═════ Input

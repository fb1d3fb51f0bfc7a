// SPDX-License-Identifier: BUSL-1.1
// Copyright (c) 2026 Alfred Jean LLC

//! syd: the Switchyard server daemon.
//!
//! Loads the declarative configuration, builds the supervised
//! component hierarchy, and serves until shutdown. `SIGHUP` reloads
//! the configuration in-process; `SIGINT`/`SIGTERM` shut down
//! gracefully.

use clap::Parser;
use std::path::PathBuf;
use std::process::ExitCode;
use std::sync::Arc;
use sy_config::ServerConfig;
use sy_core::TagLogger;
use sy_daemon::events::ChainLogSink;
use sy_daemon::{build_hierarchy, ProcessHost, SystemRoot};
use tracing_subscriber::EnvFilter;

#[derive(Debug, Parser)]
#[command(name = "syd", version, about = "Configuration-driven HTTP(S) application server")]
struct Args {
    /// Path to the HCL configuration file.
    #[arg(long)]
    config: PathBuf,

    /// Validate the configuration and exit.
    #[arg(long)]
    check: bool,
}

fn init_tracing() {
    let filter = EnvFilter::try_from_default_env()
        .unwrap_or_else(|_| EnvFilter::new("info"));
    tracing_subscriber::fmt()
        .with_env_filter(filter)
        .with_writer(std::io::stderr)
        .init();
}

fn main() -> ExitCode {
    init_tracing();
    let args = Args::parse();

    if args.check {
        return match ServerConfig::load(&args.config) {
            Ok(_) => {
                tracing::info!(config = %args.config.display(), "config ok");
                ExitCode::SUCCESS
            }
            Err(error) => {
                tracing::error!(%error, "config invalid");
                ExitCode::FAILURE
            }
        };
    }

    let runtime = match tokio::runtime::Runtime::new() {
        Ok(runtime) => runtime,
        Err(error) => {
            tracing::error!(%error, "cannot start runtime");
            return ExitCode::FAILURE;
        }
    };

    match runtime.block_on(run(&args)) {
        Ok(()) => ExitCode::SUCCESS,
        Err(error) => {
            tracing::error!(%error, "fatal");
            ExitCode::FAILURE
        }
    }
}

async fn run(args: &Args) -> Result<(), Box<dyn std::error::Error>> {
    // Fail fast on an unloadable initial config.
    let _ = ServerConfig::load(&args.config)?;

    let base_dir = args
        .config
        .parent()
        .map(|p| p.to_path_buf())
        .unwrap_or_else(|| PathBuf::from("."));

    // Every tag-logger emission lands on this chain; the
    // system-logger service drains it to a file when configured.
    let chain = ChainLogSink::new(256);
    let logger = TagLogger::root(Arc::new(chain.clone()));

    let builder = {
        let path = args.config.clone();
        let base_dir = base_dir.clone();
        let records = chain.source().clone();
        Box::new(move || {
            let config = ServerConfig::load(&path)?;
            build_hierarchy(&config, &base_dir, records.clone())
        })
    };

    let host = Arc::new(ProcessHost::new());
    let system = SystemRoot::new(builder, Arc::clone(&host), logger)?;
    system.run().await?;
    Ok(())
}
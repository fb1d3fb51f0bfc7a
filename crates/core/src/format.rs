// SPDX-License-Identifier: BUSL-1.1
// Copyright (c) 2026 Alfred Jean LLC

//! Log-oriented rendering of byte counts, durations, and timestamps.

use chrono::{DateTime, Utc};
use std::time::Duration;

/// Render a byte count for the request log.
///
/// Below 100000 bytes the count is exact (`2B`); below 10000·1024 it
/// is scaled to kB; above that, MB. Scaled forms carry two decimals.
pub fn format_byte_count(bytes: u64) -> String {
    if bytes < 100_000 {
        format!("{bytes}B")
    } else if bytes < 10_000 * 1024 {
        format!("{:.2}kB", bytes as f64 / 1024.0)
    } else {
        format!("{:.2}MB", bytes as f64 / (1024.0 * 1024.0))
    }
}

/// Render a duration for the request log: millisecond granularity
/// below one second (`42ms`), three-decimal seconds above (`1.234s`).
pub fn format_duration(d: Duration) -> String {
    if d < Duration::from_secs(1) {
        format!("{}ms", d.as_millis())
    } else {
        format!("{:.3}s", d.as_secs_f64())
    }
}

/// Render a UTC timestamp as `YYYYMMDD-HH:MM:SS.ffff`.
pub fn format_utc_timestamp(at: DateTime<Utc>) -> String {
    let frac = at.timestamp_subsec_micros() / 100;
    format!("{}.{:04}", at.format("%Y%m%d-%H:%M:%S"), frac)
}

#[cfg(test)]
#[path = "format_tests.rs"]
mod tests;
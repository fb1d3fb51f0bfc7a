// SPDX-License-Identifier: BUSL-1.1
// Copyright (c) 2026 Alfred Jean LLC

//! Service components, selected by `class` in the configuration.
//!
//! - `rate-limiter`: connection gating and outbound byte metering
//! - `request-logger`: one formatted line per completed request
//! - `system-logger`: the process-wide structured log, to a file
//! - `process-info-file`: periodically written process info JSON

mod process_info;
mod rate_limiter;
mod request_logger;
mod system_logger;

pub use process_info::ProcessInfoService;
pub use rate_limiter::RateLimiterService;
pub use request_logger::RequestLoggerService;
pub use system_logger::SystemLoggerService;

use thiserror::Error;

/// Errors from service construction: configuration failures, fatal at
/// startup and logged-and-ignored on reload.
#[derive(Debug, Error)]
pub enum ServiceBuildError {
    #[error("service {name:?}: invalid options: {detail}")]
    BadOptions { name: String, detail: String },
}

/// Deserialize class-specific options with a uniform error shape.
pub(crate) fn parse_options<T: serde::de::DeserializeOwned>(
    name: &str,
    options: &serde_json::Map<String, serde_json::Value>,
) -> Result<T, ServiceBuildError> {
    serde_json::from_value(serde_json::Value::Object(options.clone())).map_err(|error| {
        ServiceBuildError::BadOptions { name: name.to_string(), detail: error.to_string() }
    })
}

══════════

# Problem to solve
A complete, exact transcription of the records is needed.

# Result below
repository fb1d3fb51f0bfc7a
// SPDX-License-Identifier: BUSL-1.1
// Copyright (c) 2026 Alfred Jean LLC

//! syd: the Switchyard server daemon.
//!
//! Loads the declarative configuration, builds the supervised
//! component hierarchy, and serves until shutdown. `SIGHUP` reloads
//! the configuration in-process; `SIGINT`/`SIGTERM` shut down
//! gracefully.

use clap::Parser;
use std::path::PathBuf;
use std::process::ExitCode;
use std::sync::Arc;
use sy_config::ServerConfig;
use sy_core::TagLogger;
use sy_daemon::events::ChainLogSink;
use sy_daemon::{build_hierarchy, ProcessHost, SystemRoot};
use tracing_subscriber::EnvFilter;

#[derive(Debug, Parser)]
#[command(name = "syd", version, about = "Configuration-driven HTTP(S) application server")]
struct Args {
    /// Path to the HCL configuration file.
    #[arg(long)]
    config: PathBuf,

    /// Validate the configuration and exit.
    #[arg(long)]
    check: bool,
}

fn init_tracing() {
    let filter = EnvFilter::try_from_default_env()
        .unwrap_or_else(|_| EnvFilter::new("info"));
    tracing_subscriber::fmt()
        .with_env_filter(filter)
        .with_writer(std::io::stderr)
        .init();
}

fn main() -> ExitCode {
    init_tracing();
    let args = Args::parse();

    if args.check {
        return match ServerConfig::load(&args.config) {
            Ok(_) => {
                tracing::info!(config = %args.config.display(), "config ok");
                ExitCode::SUCCESS
            }
            Err(error) => {
                tracing::error!(%error, "config invalid");
                ExitCode::FAILURE
            }
        };
    }

    let runtime = match tokio::runtime::Runtime::new() {
        Ok(runtime) => runtime,
        Err(error) => {
            tracing::error!(%error, "cannot start runtime");
            return ExitCode::FAILURE;
        }
    };

    match runtime.block_on(run(&args)) {
        Ok(()) => ExitCode::SUCCESS,
        Err(error) => {
            tracing::error!(%error, "fatal");
            ExitCode::FAILURE
        }
    }
}

async fn run(args: &Args) -> Result<(), Box<dyn std::error::Error>> {
    // Fail fast on an unloadable initial config.
    let _ = ServerConfig::load(&args.config)?;

    let base_dir = args
        .config
        .parent()
        .map(|p| p.to_path_buf())
        .unwrap_or_else(|| PathBuf::from("."));

    // Every tag-logger emission lands on this chain; the
    // system-logger service drains it to a file when configured.
    let chain = ChainLogSink::new(256);
    let logger = TagLogger::root(Arc::new(chain.clone()));

    let builder = {
        let path = args.config.clone();
        let base_dir = base_dir.clone();
        let records = chain.source().clone();
        Box::new(move || {
            let config = ServerConfig::load(&path)?;
            build_hierarchy(&config, &base_dir, records.clone())
        })
    };

    let host = Arc::new(ProcessHost::new());
    let system = SystemRoot::new(builder, Arc::clone(&host), logger)?;
    system.run().await?;
    Ok(())
}
repository fb1d3fb51f0bfc7a
filename crates/core/src/format.rs
// SPDX-License-Identifier: BUSL-1.1
// Copyright (c) 2026 Alfred Jean LLC

//! Log-oriented rendering of byte counts, durations, and timestamps.

use chrono::{DateTime, Utc};
use std::time::Duration;

/// Render a byte count for the request log.
///
/// Below 100000 bytes the count is exact (`2B`); below 10000·1024 it
/// is scaled to kB; above that, MB. Scaled forms carry two decimals.
pub fn format_byte_count(bytes: u64) -> String {
    if bytes < 100_000 {
        format!("{bytes}B")
    } else if bytes < 10_000 * 1024 {
        format!("{:.2}kB", bytes as f64 / 1024.0)
    } else {
        format!("{:.2}MB", bytes as f64 / (1024.0 * 1024.0))
    }
}

/// Render a duration for the request log: millisecond granularity
/// below one second (`42ms`), three-decimal seconds above (`1.234s`).
pub fn format_duration(d: Duration) -> String {
    if d < Duration::from_secs(1) {
        format!("{}ms", d.as_millis())
    } else {
        format!("{:.3}s", d.as_secs_f64())
    }
}

/// Render a UTC timestamp as `YYYYMMDD-HH:MM:SS.ffff`.
pub fn format_utc_timestamp(at: DateTime<Utc>) -> String {
    let frac = at.timestamp_subsec_micros() / 100;
    format!("{}.{:04}", at.format("%Y%m%d-%H:%M:%S"), frac)
}

#[cfg(test)]
#[path = "format_tests.rs"]
mod tests;
repository fb1d3fb51f0bfc7a
// SPDX-License-Identifier: BUSL-1.1
// Copyright (c) 2026 Alfred Jean LLC

//! Service components, selected by `class` in the configuration.
//!
//! - `rate-limiter`: connection gating and outbound byte metering
//! - `request-logger`: one formatted line per completed request
//! - `system-logger`: the process-wide structured log, to a file
//! - `process-info-file`: periodically written process info JSON

mod process_info;
mod rate_limiter;
mod request_logger;
mod system_logger;

pub use process_info::ProcessInfoService;
pub use rate_limiter::RateLimiterService;
pub use request_logger::RequestLoggerService;
pub use system_logger::SystemLoggerService;

use thiserror::Error;

/// Errors from service construction: configuration failures, fatal at
/// startup and logged-and-ignored on reload.
#[derive(Debug, Error)]
pub enum ServiceBuildError {
    #[error("service {name:?}: invalid options: {detail}")]
    BadOptions { name: String, detail: String },
}

/// Deserialize class-specific options with a uniform error shape.
pub(crate) fn parse_options<T: serde::de::DeserializeOwned>(
    name: &str,
    options: &serde_json::Map<String, serde_json::Value>,
) -> Result<T, ServiceBuildError> {
    serde_json::from_value(serde_json::Value::Object(options.clone())).map_err(|error| {
        ServiceBuildError::BadOptions { name: name.to_string(), detail: error.to_string() }
    })
}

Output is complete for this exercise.